== Problem requirements ==
Each record is to be transcribed exactly.

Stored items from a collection
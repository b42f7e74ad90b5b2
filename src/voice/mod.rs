//! Voice input and output
//!
//! Microphone capture on the input side, strictly sequential speech playback
//! on the output side. Transcription and synthesis stay remote (see
//! `services::http`); this module only moves audio on and off the devices.

pub mod capture;
pub mod playback;

pub use capture::{AudioCaptureController, CaptureBackend, CaptureState, CpalCapture, SAMPLE_RATE, samples_to_wav};
pub use playback::{AudioSink, CpalSink, PlaybackQueue, decode_mp3};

== Written response ==
repository b42f7e74ad90b5b2
filename src/voice/mod.rs
//! Voice input and output
//!
//! Microphone capture on the input side, strictly sequential speech playback
//! on the output side. Transcription and synthesis stay remote (see
//! `services::http`); this module only moves audio on and off the devices.

pub mod capture;
pub mod playback;

pub use capture::{AudioCaptureController, CaptureBackend, CaptureState, CpalCapture, SAMPLE_RATE, samples_to_wav};
pub use playback::{AudioSink, CpalSink, PlaybackQueue, decode_mp3};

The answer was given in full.